Nobody ever received a tip. If nothing else had ever done so, this would have put the Dohnavur Family in a class by itself. Everybody heard that they would help even those who had no money at all. People knew they could count on "not being fleeced in private."
Amy hated things cheap and nasty. No toy, no picture book reached the hands of her children without prior scrutiny. "Remove silly objects" was one of the watchwords, so anything that might pervert or even perplex was eschewed.
Music was never an accompaniment for conversation. The children were taught to sing, play, and listen. They learned the lesson of Eccleasiasticus from the second century B. C., "Hinder not musick. Pour not out words where there is a musician, and show not forth wisdom out of time."
Scripture and hymn memorization was an important part of the education. Amy took her cue from Arnold of Rugby: "It is a great mistake to think they should understand all they learn; for God has ordered that in youth the memory should act vigorously, independent of the understanding-whereas a man cannot usually recollect a thing unless he understands it.' On Monday mornings everyone repeated together 1 Corinthians 13, the "Love Chapter," in Tamil and English. At least one child knew nineteen stanzas of Rutherford's hymn, "The Sands of Time Are Sinking," and several whole chapters of the Gospel of John and the book of the Revelation. The children had opportunity from time to time to teach Hindu children, by the Eastern method of sing-song repetition, what they had learned. There was power, they found, in "the merest thistledown of song."
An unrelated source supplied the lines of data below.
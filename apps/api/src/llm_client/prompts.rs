// Shared prompt fragments. Each service that needs LLM calls defines its own
// prompts.rs alongside it; this file only holds cross-cutting pieces.

/// Closing instruction that enforces bare-JSON output.
pub const JSON_ONLY_INSTRUCTION: &str = "Respond ONLY with the JSON object. \
    Do not include any other text or markdown formatting.";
The children had their own vegetable, fruit, and flower gardens. They sold the produce for the going market price to the housekeeper, kept the coppers in their own little clay banks, and once a year these were ceremoniously smashed in the presence of all, the contents counted, and a collective decision made about whom to give it to.
Remembering the long prayer meetings of her childhood, and her devices for passing the time (counting up in the hymnbook, for example, all the things a dying soul is supposed to say at the exact moment of departure), and the "firstly, secondly, thirdly, finally and in conclusion" of those long Irish sermons, Amy arranged to spare her children such pains. Meetings, she decided, would be short. "The space of half an hour" sufficed in heaven for "the ultimate act of adoration" - -silence-- which followed the opening of the seventh seal (Revelation 8:1). It would suffice, here, for "the human soul should not be drawn out like a piece of elastic and held so for too long at a stretch."
2 comments:
Wow, Anita. Thank you so much for sharing these thoughts with us. I think I may need to read that book. Such wisdom in these words.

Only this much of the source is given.